The decision to drop clinical development of a shot based on mRNA, or messenger RNA, acquired as part of its takeover of Translate Bio, came despite positive Phase I/II study interim results (https://bit.ly/3F139Ze) announced on Tuesday, where participants’ showed a strong immune response.
But Sanofi said the read-out encouraged it only to pursue the technology as a potential vaccine against influenza and other diseases, giving up on the area of COVID-19 because of the strong market presence of the two approved mRNA shots.
“The results are extremely important as they show us that the platform we acquired works,” Thomas Triomphe, head of the Sanofi Pasteur vaccines division, told journalists. He said kicking off final Phase III trials now made no sense.
“Would it, responsibly, be the best use of this wealth of science afforded by mRNA vaccines to make a COVID-19 vaccine and try and bring another mRNA COVID-19 vaccine to people who already today may not want an mRNA COVID-19 vaccine? Clearly not,” Triomphe said.
He also dismissed the prospect for annual repeat shots, which has been intensely debated by researchers and pharmaceutical executives, with clear trial results on the need for yearly boosters still to come.
U.S. regulators cleared a third Pfizer-BioNTech shot half a year after the initial two-shot course for some at-risk groups and Moderna aims to follow suit.
Triomphe said that given evidence of virus-fighting antibodies surging after a third shot, a recurring market was out of the question. “With a fourth dose you’d have extremely high antibodies and you absolutely would not need an annual COVID-19 vaccine.” he added.
He said that by May or June 2022, some 24 billion doses of COVID-19 jabs made by different manufacturers would already have been delivered.
Sanofi’s shares were 0.1% higher 82.2 euros by 1136 GMT, outperforming a 1.21% decline in the STOXX Europe 600 Health Care.

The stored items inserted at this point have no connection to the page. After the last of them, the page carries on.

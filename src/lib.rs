pub mod config;
pub mod error;
pub mod handlers;
pub mod middleware;
pub mod models;
pub mod observability;
pub mod services;

use std::sync::Arc;

use axum::{
    middleware::from_fn_with_state,
    routing::{get, post},
    Router,
};
use tower_http::{
    request_id::{MakeRequestUuid, PropagateRequestIdLayer, SetRequestIdLayer},
    trace::TraceLayer,
};

use crate::config::MockConfig;
use crate::services::CredentialStore;

pub const REQUEST_ID_HEADER: &str = "x-request-id";

#[derive(Clone)]
pub struct AppState {
    pub config: MockConfig,
    pub credentials: Arc<CredentialStore>,
}

pub fn build_router(state: AppState) -> Router {
    // Axum matches literal segments before the capture, so the fixed and
    // error fixtures are never shadowed by the parameterized route.
    let invoice_routes = Router::new()
        .route(
            "/createInvoice/fixed",
            post(handlers::invoice::create_invoice_fixed),
        )
        .route(
            "/createInvoice/error",
            post(handlers::invoice::create_invoice_error),
        )
        .route(
            "/createInvoice/:supplier_tax_code",
            post(handlers::invoice::create_invoice_random),
        )
        .layer(from_fn_with_state(
            state,
            middleware::basic_auth_middleware,
        ));

    // Health is mounted outside the auth layer; it is the one route
    // reachable without credentials.
    //
    // Layer order (outermost first): set x-request-id, trace, propagate
    // the id onto the response. The span therefore always sees the header.
    Router::new()
        .nest(
            "/InvoiceWS",
            Router::new()
                .route("/health", get(handlers::health::health))
                .merge(invoice_routes),
        )
        .layer(PropagateRequestIdLayer::x_request_id())
        .layer(
            TraceLayer::new_for_http().make_span_with(|request: &axum::http::Request<_>| {
                let request_id = request
                    .headers()
                    .get(REQUEST_ID_HEADER)
                    .and_then(|value| value.to_str().ok())
                    .unwrap_or("-");

                tracing::info_span!(
                    "http_request",
                    request_id = %request_id,
                    method = %request.method(),
                    uri = %request.uri(),
                )
            }),
        )
        .layer(SetRequestIdLayer::x_request_id(MakeRequestUuid))
}
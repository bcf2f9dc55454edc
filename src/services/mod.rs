//! Services module for sinvoice-mock.

pub mod credentials;

pub use credentials::{Credential, CredentialStore, Role};
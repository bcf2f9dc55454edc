//! In-memory credential store backing the Basic auth gate.
//!
//! Exactly two accounts exist, seeded once at startup with argon2-hashed
//! passwords. The store is immutable for the lifetime of the process.

use argon2::{
    password_hash::{rand_core::OsRng, PasswordHash, SaltString},
    Argon2, PasswordHasher, PasswordVerifier,
};

use crate::error::AppError;

/// Account role. Seeded for fidelity with the upstream service; no route
/// currently differentiates on it.
#[derive(Debug, Clone, Copy, PartialEq, Eq)]
pub enum Role {
    Admin,
    User,
}

impl Role {
    pub fn as_str(&self) -> &'static str {
        match self {
            Role::Admin => "admin",
            Role::User => "user",
        }
    }
}

#[derive(Debug, Clone)]
pub struct Credential {
    pub username: String,
    password_hash: String,
    pub role: Role,
}

/// Fixed two-account store, read-only after seeding and safe to share
/// across workers without locking.
#[derive(Debug)]
pub struct CredentialStore {
    accounts: Vec<Credential>,
}

impl CredentialStore {
    /// Seeds the two well-known mock accounts, hashing their passwords.
    pub fn seeded() -> Result<Self, AppError> {
        Ok(Self {
            accounts: vec![
                Credential {
                    username: "admin".to_string(),
                    password_hash: hash_password("admin123")?,
                    role: Role::Admin,
                },
                Credential {
                    username: "user".to_string(),
                    password_hash: hash_password("user123")?,
                    role: Role::User,
                },
            ],
        })
    }

    /// Verifies a username/password pair. Usernames are case-sensitive.
    pub fn verify(&self, username: &str, password: &str) -> Option<&Credential> {
        let credential = self.accounts.iter().find(|c| c.username == username)?;
        let parsed = PasswordHash::new(&credential.password_hash).ok()?;
        Argon2::default()
            .verify_password(password.as_bytes(), &parsed)
            .ok()?;
        Some(credential)
    }

    pub fn len(&self) -> usize {
        self.accounts.len()
    }

    pub fn is_empty(&self) -> bool {
        self.accounts.is_empty()
    }
}

/// Hash a password using argon2.
fn hash_password(password: &str) -> Result<String, AppError> {
    let salt = SaltString::generate(&mut OsRng);
    Argon2::default()
        .hash_password(password.as_bytes(), &salt)
        .map(|h| h.to_string())
        .map_err(|e| AppError::InternalError(anyhow::anyhow!("password hashing failed: {e}")))
}
pub mod basic_auth;

pub use basic_auth::{basic_auth_middleware, AuthenticatedUser};
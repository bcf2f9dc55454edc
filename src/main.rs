use std::net::SocketAddr;
use std::sync::Arc;

use sinvoice_mock::{
    build_router, config::MockConfig, error::AppError, observability::init_tracing,
    services::CredentialStore, AppState,
};
use tokio::signal;

#[tokio::main]
async fn main() -> Result<(), AppError> {
    // Load configuration - fail fast if invalid
    let config = MockConfig::load()?;

    init_tracing(&config.log_level);

    tracing::info!(
        service = %config.service_name,
        version = env!("CARGO_PKG_VERSION"),
        "Starting SInvoice mock service"
    );

    let credentials = Arc::new(CredentialStore::seeded()?);
    tracing::info!(accounts = credentials.len(), "Credential store seeded");

    let state = AppState {
        config: config.clone(),
        credentials,
    };
    let app = build_router(state);

    let addr = SocketAddr::from(([0, 0, 0, 0], config.port));
    tracing::info!(address = %addr, "Listening");

    let listener = tokio::net::TcpListener::bind(addr).await?;

    axum::serve(listener, app)
        .with_graceful_shutdown(shutdown_signal())
        .await?;

    tracing::info!("Service shutdown complete");
    Ok(())
}

async fn shutdown_signal() {
    let ctrl_c = async {
        signal::ctrl_c()
            .await
            .expect("failed to install Ctrl+C handler");
    };

    #[cfg(unix)]
    let terminate = async {
        signal::unix::signal(signal::unix::SignalKind::terminate())
            .expect("failed to install signal handler")
            .recv()
            .await;
    };

    #[cfg(not(unix))]
    let terminate = std::future::pending::<()>();

    tokio::select! {
        _ = ctrl_c => {
            tracing::info!("Received SIGINT, starting graceful shutdown");
        },
        _ = terminate => {
            tracing::info!("Received SIGTERM, starting graceful shutdown");
        },
    }
}
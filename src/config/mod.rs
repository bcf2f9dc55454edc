use crate::error::AppError;
use config::{Config as Cfg, File};
use serde::Deserialize;

#[derive(Debug, Deserialize, Clone)]
pub struct MockConfig {
    #[serde(default = "default_port")]
    pub port: u16,

    #[serde(default = "default_service_name")]
    pub service_name: String,

    #[serde(default = "default_log_level")]
    pub log_level: String,
}

fn default_port() -> u16 {
    9090
}

fn default_service_name() -> String {
    "sinvoice-mock".to_string()
}

fn default_log_level() -> String {
    "info".to_string()
}

impl Default for MockConfig {
    fn default() -> Self {
        Self {
            port: default_port(),
            service_name: default_service_name(),
            log_level: default_log_level(),
        }
    }
}

impl MockConfig {
    pub fn load() -> Result<Self, AppError> {
        dotenvy::dotenv().ok();

        let config = Cfg::builder()
            .add_source(File::with_name("configuration").required(false))
            .add_source(config::Environment::with_prefix("APP").separator("__"))
            .build()?;

        Ok(config.try_deserialize()?)
    }
}
//! Broker polling producer
//!
//! Pulls messages from a source on a fixed cadence and forwards each one to
//! the log sink at INFO. Retrieval errors are retried forever after a
//! backoff.

use std::future::Future;
use std::sync::Arc;
use std::time::Duration;

use serde_json::Value;
use tokio::sync::oneshot;
use tokio::task::JoinHandle;
use tracing::{debug, error, info, warn};

use super::client::{BrokerClient, BrokerError};
use crate::logging::{LogSink, Severity};

/// Anything the poller can pull log messages from
pub trait MessageSource: Send + Sync + 'static {
    /// Retrieve the next message, `None` when there is nothing to log
    fn fetch(&self) -> impl Future<Output = Result<Option<String>, BrokerError>> + Send;
}

/// One broker topic as a message source
#[derive(Debug, Clone)]
pub struct TopicSource {
    client: BrokerClient,
    topic: String,
    partition: Option<u32>,
}

impl TopicSource {
    pub fn new(client: BrokerClient, topic: impl Into<String>, partition: Option<u32>) -> Self {
        Self {
            client,
            topic: topic.into(),
            partition,
        }
    }
}

impl MessageSource for TopicSource {
    async fn fetch(&self) -> Result<Option<String>, BrokerError> {
        let value = self.client.consume(&self.topic, self.partition).await?;
        Ok(message_text(value))
    }
}

/// Turn a consumed payload into a log message.
///
/// Strings are used as-is; `null` and empty values carry no message;
/// anything else is logged as its JSON text.
pub fn message_text(value: Value) -> Option<String> {
    match value {
        Value::Null => None,
        Value::String(s) if s.is_empty() => None,
        Value::String(s) => Some(s),
        Value::Array(ref a) if a.is_empty() => None,
        Value::Object(ref o) if o.is_empty() => None,
        other => Some(other.to_string()),
    }
}

/// Poll timing
#[derive(Debug, Clone, Copy, PartialEq, Eq)]
pub struct PollerConfig {
    /// Wait after a successful poll
    pub poll_interval: Duration,
    /// Wait after a failed poll
    pub retry_backoff: Duration,
}

/// Handle to a running poller
#[derive(Debug)]
pub struct PollerHandle {
    shutdown_tx: oneshot::Sender<()>,
    task: JoinHandle<()>,
}

impl PollerHandle {
    /// Check if the poller has exited
    pub fn is_finished(&self) -> bool {
        self.task.is_finished()
    }

    /// Stop polling and wait for the task to exit
    pub async fn shutdown(self) {
        // Ignore error if the task already exited
        let _ = self.shutdown_tx.send(());
        if let Err(e) = self.task.await {
            if !e.is_cancelled() {
                error!("Broker poller terminated abnormally: {}", e);
            }
        }
    }
}

/// Spawn the poll loop
pub fn spawn<S: MessageSource>(
    source: S,
    sink: Arc<LogSink>,
    config: PollerConfig,
) -> PollerHandle {
    let (shutdown_tx, shutdown_rx) = oneshot::channel();
    let task = tokio::spawn(run(source, sink, config, shutdown_rx));
    PollerHandle { shutdown_tx, task }
}

async fn run<S: MessageSource>(
    source: S,
    sink: Arc<LogSink>,
    config: PollerConfig,
    mut shutdown_rx: oneshot::Receiver<()>,
) {
    info!("Broker poller started");

    loop {
        let fetched = tokio::select! {
            _ = &mut shutdown_rx => break,
            fetched = source.fetch() => fetched,
        };

        let wait = match fetched {
            Ok(Some(message)) => {
                sink.log(&message, Severity::Info);
                config.poll_interval
            }
            Ok(None) => {
                debug!("No message available");
                config.poll_interval
            }
            Err(e) => {
                warn!("Failed to poll broker: {}", e);
                config.retry_backoff
            }
        };

        tokio::select! {
            _ = &mut shutdown_rx => break,
            _ = tokio::time::sleep(wait) => {}
        }
    }

    info!("Broker poller stopped");
}
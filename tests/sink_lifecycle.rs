//! End-to-end checks of the sink lifecycle through the public API

use std::sync::Arc;
use std::time::Duration;

use axum::body::{to_bytes, Body};
use axum::http::{Request, StatusCode};
use tempfile::TempDir;
use tower::ServiceExt;

use logkeeper::api::{self, LastLogsResponse};
use logkeeper::config::Config;
use logkeeper::logging::{LogSink, Severity, SinkConfig};

#[tokio::test]
async fn started_sink_scenario() {
    let temp_dir = TempDir::new().unwrap();
    let config = SinkConfig::new(temp_dir.path(), false, Duration::from_secs(2));
    let sink = LogSink::open(config).unwrap();
    sink.start().unwrap();

    sink.log("started", Severity::Info);
    assert!(sink.get_last(1).await.unwrap().is_empty());

    sink.flush().await.unwrap();
    let last = sink.get_last(1).await.unwrap();
    assert_eq!(last.len(), 1);
    assert!(last[0].starts_with("[INFO]: started - "));

    sink.close().await.unwrap();
    assert!(!sink.is_running());
}

#[tokio::test(flavor = "multi_thread", worker_threads = 4)]
async fn close_persists_everything_logged_before_it() {
    let temp_dir = TempDir::new().unwrap();
    let config = SinkConfig::new(temp_dir.path(), true, Duration::from_millis(15));
    let sink = LogSink::open(config).unwrap();
    sink.start().unwrap();

    let producers: Vec<_> = (0..4)
        .map(|p| {
            let sink = Arc::clone(&sink);
            tokio::spawn(async move {
                for i in 0..250 {
                    sink.log(&format!("worker {} line {}", p, i), Severity::Warn);
                    if i % 50 == 0 {
                        tokio::task::yield_now().await;
                    }
                }
            })
        })
        .collect();
    for producer in producers {
        producer.await.unwrap();
    }

    sink.close().await.unwrap();

    let content = std::fs::read_to_string(temp_dir.path().join("latest-debug.txt")).unwrap();
    let lines: Vec<&str> = content.lines().collect();
    assert_eq!(lines.len(), 1000);
    assert!(lines.iter().all(|l| l.starts_with("[WARN/DEBUG]: worker ")));
    assert!(content.ends_with('\n'));
}

#[tokio::test]
async fn http_surface_reads_flushed_lines() {
    let temp_dir = TempDir::new().unwrap();
    let mut config = Config::default();
    config.log_dir = temp_dir.path().to_path_buf();

    let sink = LogSink::open(config.sink_config()).unwrap();
    let app = api::router(Arc::clone(&sink));

    for i in 0..6 {
        sink.log(&format!("event {}", i), Severity::Error);
    }

    let flush = Request::builder().uri("/logs/flush").body(Body::empty()).unwrap();
    let response = app.clone().oneshot(flush).await.unwrap();
    assert_eq!(response.status(), StatusCode::OK);

    let last = Request::builder().uri("/logs/last/4").body(Body::empty()).unwrap();
    let response = app.oneshot(last).await.unwrap();
    let bytes = to_bytes(response.into_body(), usize::MAX).await.unwrap();
    let body: LastLogsResponse = serde_json::from_slice(&bytes).unwrap();

    assert_eq!(body.logs.len(), 4);
    assert!(body.logs[0].starts_with("[ERROR]: event 2 - "));
    assert!(body.logs[3].starts_with("[ERROR]: event 5 - "));

    sink.close().await.unwrap();
}
//! HTTP client for the message broker

use reqwest::StatusCode;
use serde::Deserialize;
use serde_json::Value;
use thiserror::Error;
use tracing::debug;

/// Errors talking to the broker
#[derive(Debug, Error)]
pub enum BrokerError {
    #[error("request to {url} failed: {source}")]
    Request {
        url: String,
        #[source]
        source: reqwest::Error,
    },
    #[error("{url} returned status {status}")]
    Status { url: String, status: StatusCode },
    #[error("invalid response from {url}: {source}")]
    Decode {
        url: String,
        #[source]
        source: reqwest::Error,
    },
    #[error("topic {0} not found, try again later")]
    UnknownTopic(String),
}

#[derive(Debug, Deserialize)]
struct TopicsResponse {
    message: Vec<String>,
}

/// Client bound to one broker, with its topic list cached at connect time
#[derive(Debug, Clone)]
pub struct BrokerClient {
    http: reqwest::Client,
    base_url: String,
    topics: Vec<String>,
}

impl BrokerClient {
    /// Check the broker is up (`GET /echo`) and load its topics (`GET /topics`)
    pub async fn connect(base_url: &str) -> Result<Self, BrokerError> {
        let mut client = Self {
            http: reqwest::Client::new(),
            base_url: base_url.trim_end_matches('/').to_string(),
            topics: Vec::new(),
        };

        client.get_ok("/echo").await?;
        client.refresh_topics().await?;

        debug!(url = %client.base_url, topics = client.topics.len(), "Connected to broker");
        Ok(client)
    }

    /// Broker base URL without trailing slash
    pub fn base_url(&self) -> &str {
        &self.base_url
    }

    /// Topics known since the last refresh
    pub fn topics(&self) -> &[String] {
        &self.topics
    }

    /// Reload the topic list
    pub async fn refresh_topics(&mut self) -> Result<(), BrokerError> {
        let (url, response) = self.get_ok("/topics").await?;
        let body: TopicsResponse = response
            .json()
            .await
            .map_err(|source| BrokerError::Decode { url, source })?;
        self.topics = body.message;
        Ok(())
    }

    /// Consume one message from `topic`, optionally from a fixed partition
    pub async fn consume(&self, topic: &str, partition: Option<u32>) -> Result<Value, BrokerError> {
        if !self.topics.iter().any(|t| t == topic) {
            return Err(BrokerError::UnknownTopic(topic.to_string()));
        }

        let path = match partition {
            Some(p) => format!("/topics/{}/consume/{}", topic, p),
            None => format!("/topics/{}/consume", topic),
        };
        let (url, response) = self.get_ok(&path).await?;
        response
            .json()
            .await
            .map_err(|source| BrokerError::Decode { url, source })
    }

    /// Publish `message` to `topic`
    pub async fn produce(
        &self,
        topic: &str,
        message: &Value,
        partition: Option<u32>,
    ) -> Result<Value, BrokerError> {
        let url = format!("{}/topics/{}/produce", self.base_url, topic);
        let mut request = self.http.post(&url).json(message);
        if let Some(p) = partition {
            request = request.query(&[("partition", p)]);
        }

        let response = request.send().await.map_err(|source| BrokerError::Request {
            url: url.clone(),
            source,
        })?;
        response
            .json()
            .await
            .map_err(|source| BrokerError::Decode { url, source })
    }

    async fn get_ok(&self, path: &str) -> Result<(String, reqwest::Response), BrokerError> {
        let url = format!("{}{}", self.base_url, path);
        let response = self
            .http
            .get(&url)
            .send()
            .await
            .map_err(|source| BrokerError::Request {
                url: url.clone(),
                source,
            })?;

        if response.status() != StatusCode::OK {
            return Err(BrokerError::Status {
                url,
                status: response.status(),
            });
        }
        Ok((url, response))
    }
}

#[cfg(test)]
mod tests {
    use super::*;
    use axum::{extract::Path, http, routing::get, routing::post, Json, Router};
    use serde_json::json;

    async fn fake_broker(echo_status: http::StatusCode) -> String {
        let app = Router::new()
            .route("/echo", get(move || async move { echo_status }))
            .route(
                "/topics",
                get(|| async { Json(json!({ "message": ["LOGGING", "AUDIT"] })) }),
            )
            .route(
                "/topics/:topic/consume",
                get(|Path(topic): Path<String>| async move {
                    Json(json!(format!("hello from {}", topic)))
                }),
            )
            .route(
                "/topics/:topic/consume/:partition",
                get(|Path((_, partition)): Path<(String, u32)>| async move {
                    if partition == 0 {
                        (http::StatusCode::OK, Json(json!({ "partition": 0 })))
                    } else {
                        (http::StatusCode::NOT_FOUND, Json(json!(null)))
                    }
                }),
            )
            .route(
                "/topics/:topic/produce",
                post(|Json(body): Json<Value>| async move { Json(json!({ "stored": body })) }),
            );

        let listener = tokio::net::TcpListener::bind("127.0.0.1:0").await.unwrap();
        let addr = listener.local_addr().unwrap();
        tokio::spawn(async move {
            axum::serve(listener, app).await.ok();
        });
        format!("http://{}/", addr)
    }

    #[tokio::test]
    async fn test_connect_loads_topics() {
        let url = fake_broker(http::StatusCode::OK).await;
        let client = BrokerClient::connect(&url).await.unwrap();

        assert!(!client.base_url().ends_with('/'));
        assert_eq!(client.topics(), ["LOGGING", "AUDIT"]);
    }

    #[tokio::test]
    async fn test_connect_fails_on_bad_echo() {
        let url = fake_broker(http::StatusCode::SERVICE_UNAVAILABLE).await;
        let err = BrokerClient::connect(&url).await.unwrap_err();
        assert!(matches!(err, BrokerError::Status { .. }));
    }

    #[tokio::test]
    async fn test_connect_unreachable() {
        // Bind then drop to get a port nobody listens on
        let listener = tokio::net::TcpListener::bind("127.0.0.1:0").await.unwrap();
        let addr = listener.local_addr().unwrap();
        drop(listener);

        let err = BrokerClient::connect(&format!("http://{}", addr))
            .await
            .unwrap_err();
        assert!(matches!(err, BrokerError::Request { .. }));
    }

    #[tokio::test]
    async fn test_consume() {
        let url = fake_broker(http::StatusCode::OK).await;
        let client = BrokerClient::connect(&url).await.unwrap();

        let value = client.consume("LOGGING", None).await.unwrap();
        assert_eq!(value, json!("hello from LOGGING"));

        let value = client.consume("AUDIT", Some(0)).await.unwrap();
        assert_eq!(value, json!({ "partition": 0 }));
    }

    #[tokio::test]
    async fn test_consume_errors() {
        let url = fake_broker(http::StatusCode::OK).await;
        let client = BrokerClient::connect(&url).await.unwrap();

        let err = client.consume("MISSING", None).await.unwrap_err();
        assert!(matches!(err, BrokerError::UnknownTopic(t) if t == "MISSING"));

        let err = client.consume("LOGGING", Some(3)).await.unwrap_err();
        assert!(matches!(
            err,
            BrokerError::Status { status, .. } if status == StatusCode::NOT_FOUND
        ));
    }

    #[tokio::test]
    async fn test_produce() {
        let url = fake_broker(http::StatusCode::OK).await;
        let client = BrokerClient::connect(&url).await.unwrap();

        let reply = client
            .produce("LOGGING", &json!({ "text": "hi" }), Some(1))
            .await
            .unwrap();
        assert_eq!(reply, json!({ "stored": { "text": "hi" } }));
    }
}
//! Append-only log file
//!
//! Owns the on-disk side of the sink: resolving the file path, appending
//! flushed batches, and reading the tail back.

use std::io::ErrorKind;
use std::path::{Path, PathBuf};

use tokio::io::AsyncWriteExt;

use super::error::SinkError;

/// File name used by a regular sink
pub const LOG_FILE_NAME: &str = "latest.txt";

/// File name used by a debug sink
pub const DEBUG_LOG_FILE_NAME: &str = "latest-debug.txt";

/// Resolve the log file path inside `log_dir`
pub fn log_file_path(log_dir: &Path, debug: bool) -> PathBuf {
    let name = if debug {
        DEBUG_LOG_FILE_NAME
    } else {
        LOG_FILE_NAME
    };
    log_dir.join(name)
}

/// The sink's single append-only file
#[derive(Debug, Clone)]
pub struct LogFile {
    path: PathBuf,
}

impl LogFile {
    /// Create the directory if needed and make sure the file inside it can be
    /// opened for appending.
    ///
    /// An unusable directory or file fails here rather than at the first flush.
    pub fn create(log_dir: &Path, debug: bool) -> Result<Self, SinkError> {
        std::fs::create_dir_all(log_dir).map_err(|source| SinkError::CreateDir {
            path: log_dir.to_path_buf(),
            source,
        })?;

        let path = log_file_path(log_dir, debug);
        std::fs::OpenOptions::new()
            .create(true)
            .append(true)
            .open(&path)
            .map_err(|source| SinkError::Open {
                path: path.clone(),
                source,
            })?;

        Ok(Self { path })
    }

    /// Full path to the file
    pub fn path(&self) -> &Path {
        &self.path
    }

    /// Append a batch as newline-joined lines with a trailing newline, in one write
    pub async fn append(&self, lines: &[String]) -> Result<(), SinkError> {
        if lines.is_empty() {
            return Ok(());
        }

        let mut chunk = lines.join("\n");
        chunk.push('\n');

        let write_err = |source| SinkError::Write {
            path: self.path.clone(),
            source,
        };

        let mut file = tokio::fs::OpenOptions::new()
            .create(true)
            .append(true)
            .open(&self.path)
            .await
            .map_err(write_err)?;
        file.write_all(chunk.as_bytes()).await.map_err(write_err)?;
        file.flush().await.map_err(write_err)?;

        Ok(())
    }

    /// Read the last `count` lines in file order.
    ///
    /// A missing file reads as empty.
    pub async fn read_last(&self, count: usize) -> Result<Vec<String>, SinkError> {
        if count == 0 {
            return Ok(Vec::new());
        }

        let content = match tokio::fs::read_to_string(&self.path).await {
            Ok(content) => content,
            Err(e) if e.kind() == ErrorKind::NotFound => return Ok(Vec::new()),
            Err(source) => {
                return Err(SinkError::Read {
                    path: self.path.clone(),
                    source,
                })
            }
        };

        Ok(last_lines(&content, count))
    }
}

/// Take the last `count` lines of `content`, split on LF only
fn last_lines(content: &str, count: usize) -> Vec<String> {
    let content = content.trim_end_matches('\n');
    if content.is_empty() {
        return Vec::new();
    }
    let lines: Vec<&str> = content.split('\n').collect();
    let start = lines.len().saturating_sub(count);
    lines[start..].iter().map(|l| l.to_string()).collect()
}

“The decision to end RNA looks to be interpreted as positive since they will save development costs and concentrate on other products and ventures,” said Ion-Marc Valahu, a fund manager at Geneva-based investment firm Clairinvest.
But Sanofi’s comparatively slow progress in developing a COVID-19 vaccine – its project with GSK was delayed late last year – has been a blow to its prestige and lamented by some French politicians.
The company said it started testing an mRNA shot against seasonal influenza in humans in June and would launch follow-on clinical studies next year.
FLU COMPETITION
The development of RNA flu shots is already shaping up to be a tight race as drugmakers hope they can more quickly adjust the vaccine to ever-changing strains in circulation. Unlike the highly mutant flu virus, the coronavirus reduces genetic copying errors when replicating in a host organism.
Pfizer said this week it had started testing an mRNA flu vaccine. Moderna has several influenza vaccine candidates in development, including combinations that include a COVID-19 booster.
Established influenza vaccine supplier Seqirus, part of Australia’s CSL, for instance, is working on next-generation low-dose RNA flu shots, known as self-amplifying RNA.
Companies including Novavax are also working on novel flu shots using new technology beyond mRNA.
Sanofi reported 2.5 billion euros ($2.9 billion) in sales from flu vaccines in 2020, the largest of its vaccine business, which recorded total sales of 5.9 billion euros.
The mRNA COVID-19 vaccines trick the human body into producing proteins known as antigens that are found on the surface of the coronavirus that causes the disease. That primes the immune system to quell future infections.
Under the more traditional protein-based vaccine approach that Sanofi will now focus on, the antigen is bioengineered in labs and combined with an efficacy-boosting ingredient known as an adjuvant, provided by GSK.
Triomphe said the European Union and Britain had ordered 75 million doses of this vaccine, banking on future regulatory approval.
German biotech firm CureVac earlier this month also acknowledged rivals’ dominance when it cancelled some of the contract manufacturing deals for its experimental mRNA COVID-19 vaccine with two prospective partners.
CureVac’s product is under review by the EU’s drugs regulator, with an uncertain outcome after disappointing trial results.